Flow Studio
Decision Framework
A structured set of questions for choosing between the standard workflow node pattern and the server-side node pattern for a new capability.
The Decision Tree
Is the operation's startup cost negligible (< 50ms)?
YES → Standard workflow node
NO ↓
Is startup cost a one-time cost that can be paid at process boot?
YES → Server node (amortise startup cost)
NO → Revisit design (external service? MCP server?)
Does the operation require shared in-memory state across calls?
(e.g., open connection, in-memory cache, loaded model, streaming cursor)
NO → Standard workflow node
YES → Server node (singleton manages shared state)
Is the operation a long-running streaming task that must outlive a single node call?

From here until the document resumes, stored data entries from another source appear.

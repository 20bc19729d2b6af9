// Copyright 2025 the Understory Authors
// SPDX-License-Identifier: Apache-2.0 OR MIT

//! Basic usage of Understory QuadTree: insert, search, remove, search again, clear.
//!
//! Run:
//! - `cargo run -p understory_quadtree --example quadtree_basics`

use understory_quadtree::{QuadTree, Rectangle};

fn main() {
    let mut qt = QuadTree::with_center(0.0, 0.0, 100.0, 100.0, 4, 4);
    qt.insert_xy(-10.0, -10.0);
    qt.insert_xy(10.0, 10.0);
    qt.insert_xy(-10.0, 10.0);
    qt.insert_xy(10.0, -10.0);

    let range = Rectangle::new(10.0, 10.0, 1.0, 1.0);
    for p in qt.search(&range) {
        println!("{p}");
    }

    qt.remove_xy(10.0, 10.0);
    let hits = qt.search(&range);
    println!("after remove: {} hit(s) in {:?}", hits.len(), range);

    qt.clear();
    println!("cleared: {qt:?}");
}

NO → Standard workflow node
YES → Server node (background task with request queue)
Decision Matrix
| Scenario | Pattern | Reason |
|---|---|---|
| REST API call | Standard | HttpClientFactory pools connections; no startup cost |
| Database query via ADO.NET | Standard | Connection pool managed by driver; executor is stateless |
| MCP tool call | Standard | Client factory manages transports; no local model load |
| Local LLM inference (e.g., ONNX, llama.cpp) | Server node | Model load takes 10–60s; must be kept in memory |
| WebSocket message handler | Server node | Open socket must persist across multiple message exchanges |
| CDC (Change Data Capture) consumer | Server node | Cursor position and stream reader must persist |
| In-memory embedding cache | Server node | Cache must be shared across concurrent workflow calls |
| Rule evaluation (via IRuleEngineClient) | Standard | Remote rule engine; client is injected, no local state |
| SMTP email send | Standard | SMTP client created per send; connection not reused |
| GPU-accelerated image classification | Server node | GPU context and model weights must stay loaded |
Resource Considerations
Server nodes consume resources (memory, file handles, threads) for the lifetime of the process. Before choosing the server node pattern, confirm:
- The resource consumption is acceptable across all deployed environments (development, staging, production)

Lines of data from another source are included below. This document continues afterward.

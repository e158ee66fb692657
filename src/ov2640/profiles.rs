// SPDX-License-Identifier: Apache-2.0

//! Stock OV2640 register sequences for JPEG capture.
//!
//! These are the vendor's tuning tables, applied verbatim. Every table ends
//! with the (0xFF, 0xFF) sentinel and is otherwise opaque: entries write both
//! register banks, interleaved with bank select writes, and the values come
//! from the sensor vendor rather than from anything documented per-register.

/// Base JPEG pipeline setup. Applied once after a soft reset.
pub static JPEG_INIT: &[(u8, u8)] = &[
    (0xFF, 0x00), (0x2C, 0xFF), (0x2E, 0xDF), (0xFF, 0x01), (0x3C, 0x32),
    (0x11, 0x00), (0x09, 0x02), (0x04, 0x28), (0x13, 0xE5), (0x14, 0x48),
    (0x2C, 0x0C), (0x33, 0x78), (0x3A, 0x33), (0x3B, 0xFB), (0x3E, 0x00),
    (0x43, 0x11), (0x16, 0x10), (0x39, 0x92), (0x35, 0xDA), (0x22, 0x1A),
    (0x37, 0xC3), (0x23, 0x00), (0x34, 0xC0), (0x36, 0x1A), (0x06, 0x88),
    (0x07, 0xC0), (0x0D, 0x87), (0x0E, 0x41), (0x4C, 0x00), (0x48, 0x00),
    (0x5B, 0x00), (0x42, 0x03), (0x4A, 0x81), (0x21, 0x99), (0x24, 0x40),
    (0x25, 0x38), (0x26, 0x82), (0x5C, 0x00), (0x63, 0x00), (0x61, 0x70),
    (0x62, 0x80), (0x7C, 0x05), (0x20, 0x80), (0x28, 0x30), (0x6C, 0x00),
    (0x6D, 0x80), (0x6E, 0x00), (0x70, 0x02), (0x71, 0x94), (0x73, 0xC1),
    (0x12, 0x40), (0x17, 0x11), (0x18, 0x43), (0x19, 0x00), (0x1A, 0x4B),
    (0x32, 0x09), (0x37, 0xC0), (0x4F, 0x60), (0x50, 0xA8), (0x6D, 0x00),
    (0x3D, 0x38), (0x46, 0x3F), (0x4F, 0x60), (0x0C, 0x3C), (0xFF, 0x00),
    (0xE5, 0x7F), (0xF9, 0xC0), (0x41, 0x24), (0xE0, 0x14), (0x76, 0xFF),
    (0x33, 0xA0), (0x42, 0x20), (0x43, 0x18), (0x4C, 0x00), (0x87, 0xD5),
    (0x88, 0x3F), (0xD7, 0x03), (0xD9, 0x10), (0xD3, 0x82), (0xC8, 0x08),
    (0xC9, 0x80), (0x7C, 0x00), (0x7D, 0x00), (0x7C, 0x03), (0x7D, 0x48),
    (0x7D, 0x48), (0x7C, 0x08), (0x7D, 0x20), (0x7D, 0x10), (0x7D, 0x0E),
    (0x90, 0x00), (0x91, 0x0E), (0x91, 0x1A), (0x91, 0x31), (0x91, 0x5A),
    (0x91, 0x69), (0x91, 0x75), (0x91, 0x7E), (0x91, 0x88), (0x91, 0x8F),
    (0x91, 0x96), (0x91, 0xA3), (0x91, 0xAF), (0x91, 0xC4), (0x91, 0xD7),
    (0x91, 0xE8), (0x91, 0x20), (0x92, 0x00), (0x93, 0x06), (0x93, 0xE3),
    (0x93, 0x05), (0x93, 0x05), (0x93, 0x00), (0x93, 0x04), (0x93, 0x00),
    (0x93, 0x00), (0x93, 0x00), (0x93, 0x00), (0x93, 0x00), (0x93, 0x00),
    (0x93, 0x00), (0x96, 0x00), (0x97, 0x08), (0x97, 0x19), (0x97, 0x02),
    (0x97, 0x0C), (0x97, 0x24), (0x97, 0x30), (0x97, 0x28), (0x97, 0x26),
    (0x97, 0x02), (0x97, 0x98), (0x97, 0x80), (0x97, 0x00), (0x97, 0x00),
    (0xC3, 0xED), (0xA4, 0x00), (0xA8, 0x00), (0xC5, 0x11), (0xC6, 0x51),
    (0xBF, 0x80), (0xC7, 0x10), (0xB6, 0x66), (0xB8, 0xA5), (0xB7, 0x64),
    (0xB9, 0x7C), (0xB3, 0xAF), (0xB4, 0x97), (0xB5, 0xFF), (0xB0, 0xC5),
    (0xB1, 0x94), (0xB2, 0x0F), (0xC4, 0x5C), (0xC0, 0x64), (0xC1, 0x4B),
    (0x8C, 0x00), (0x86, 0x3D), (0x50, 0x00), (0x51, 0xC8), (0x52, 0x96),
    (0x53, 0x00), (0x54, 0x00), (0x55, 0x00), (0x5A, 0xC8), (0x5B, 0x96),
    (0x5C, 0x00), (0xD3, 0x00), (0xC3, 0xED), (0x7F, 0x00), (0xDA, 0x00),
    (0xE5, 0x1F), (0xE1, 0x67), (0xE0, 0x00), (0xDD, 0x7F), (0x05, 0x00),
    (0x12, 0x40), (0xD3, 0x04), (0xC8, 0x08), (0xC9, 0x80), (0xFF, 0xFF),
];

/// YUV422 color format for the JPEG encoder's input.
pub static YUV422: &[(u8, u8)] = &[
    (0xFF, 0x00), (0x05, 0x00), (0xDA, 0x10), (0xD7, 0x03), (0xDF, 0x00),
    (0x33, 0x80), (0x3C, 0x40), (0xE1, 0x77), (0x00, 0x00), (0xFF, 0xFF),
];

/// JPEG output mode.
pub static JPEG: &[(u8, u8)] = &[
    (0xE0, 0x14), (0xE1, 0x77), (0xE5, 0x1F), (0xD7, 0x03), (0xDA, 0x10),
    (0xE0, 0x00), (0xFF, 0x01), (0x04, 0x08), (0xFF, 0xFF),
];

/// 320×240 output window.
pub static QVGA_320X240_JPEG: &[(u8, u8)] = &[
    (0xFF, 0x01), (0x12, 0x40), (0x17, 0x11), (0x18, 0x43), (0x19, 0x00),
    (0x1A, 0x4B), (0x32, 0x09), (0x4F, 0xCA), (0x50, 0xA8), (0x5A, 0x23),
    (0x6D, 0x00), (0x39, 0x12), (0x35, 0xDA), (0x22, 0x1A), (0x37, 0xC3),
    (0x23, 0x00), (0x34, 0xC0), (0x36, 0x1A), (0x06, 0x88), (0x07, 0xC0),
    (0x0D, 0x87), (0x0E, 0x41), (0x4C, 0x00), (0xFF, 0x00), (0xE0, 0x04),
    (0xC0, 0x64), (0xC1, 0x4B), (0x86, 0x35), (0x50, 0x89), (0x51, 0xC8),
    (0x52, 0x96), (0x53, 0x00), (0x54, 0x00), (0x55, 0x00), (0x57, 0x00),
    (0x5A, 0x50), (0x5B, 0x3C), (0x5C, 0x00), (0xE0, 0x00), (0xFF, 0xFF),
];

/// 640×480 output window.
pub static VGA_640X480_JPEG: &[(u8, u8)] = &[
    (0xFF, 0x01), (0x11, 0x01), (0x12, 0x00), (0x17, 0x11), (0x18, 0x75),
    (0x32, 0x36), (0x19, 0x01), (0x1A, 0x97), (0x03, 0x0F), (0x37, 0x40),
    (0x4F, 0xBB), (0x50, 0x9C), (0x5A, 0x57), (0x6D, 0x80), (0x3D, 0x34),
    (0x39, 0x02), (0x35, 0x88), (0x22, 0x0A), (0x37, 0x40), (0x34, 0xA0),
    (0x06, 0x02), (0x0D, 0xB7), (0x0E, 0x01), (0xFF, 0x00), (0xE0, 0x04),
    (0xC0, 0xC8), (0xC1, 0x96), (0x86, 0x3D), (0x50, 0x89), (0x51, 0x90),
    (0x52, 0x2C), (0x53, 0x00), (0x54, 0x00), (0x55, 0x88), (0x57, 0x00),
    (0x5A, 0xA0), (0x5B, 0x78), (0x5C, 0x00), (0xD3, 0x04), (0xE0, 0x00),
    (0xFF, 0xFF),
];

/// 1600×1200 output, the sensor's full frame.
pub static UXGA_1600X1200_JPEG: &[(u8, u8)] = &[
    (0xFF, 0x01), (0x11, 0x01), (0x12, 0x00), (0x17, 0x11), (0x18, 0x75),
    (0x32, 0x36), (0x19, 0x01), (0x1A, 0x97), (0x03, 0x0F), (0x37, 0x40),
    (0x4F, 0xBB), (0x50, 0x9C), (0x5A, 0x57), (0x6D, 0x80), (0x3D, 0x34),
    (0x39, 0x02), (0x35, 0x88), (0x22, 0x0A), (0x37, 0x40), (0x34, 0xA0),
    (0x06, 0x02), (0x0D, 0xB7), (0x0E, 0x01), (0xFF, 0x00), (0xE0, 0x04),
    (0xC0, 0xC8), (0xC1, 0x96), (0x86, 0x3D), (0x50, 0x00), (0x51, 0x90),
    (0x52, 0x2C), (0x53, 0x00), (0x54, 0x00), (0x55, 0x88), (0x57, 0x00),
    (0x5A, 0x90), (0x5B, 0x2C), (0x5C, 0x05), (0xD3, 0x02), (0xE0, 0x00),
    (0xFF, 0xFF),
];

- The server node implements graceful
StopAsynccleanup so resources are released on shutdown - The server node exposes health metrics so operations teams can monitor its state
External service as an alternative: If a capability requires large startup resources but is shared across many BizFirstGO components (not just workflow nodes), consider hosting it as an external MCP server or microservice rather than a server node in the workflow process. This keeps the workflow host lean and allows independent scaling.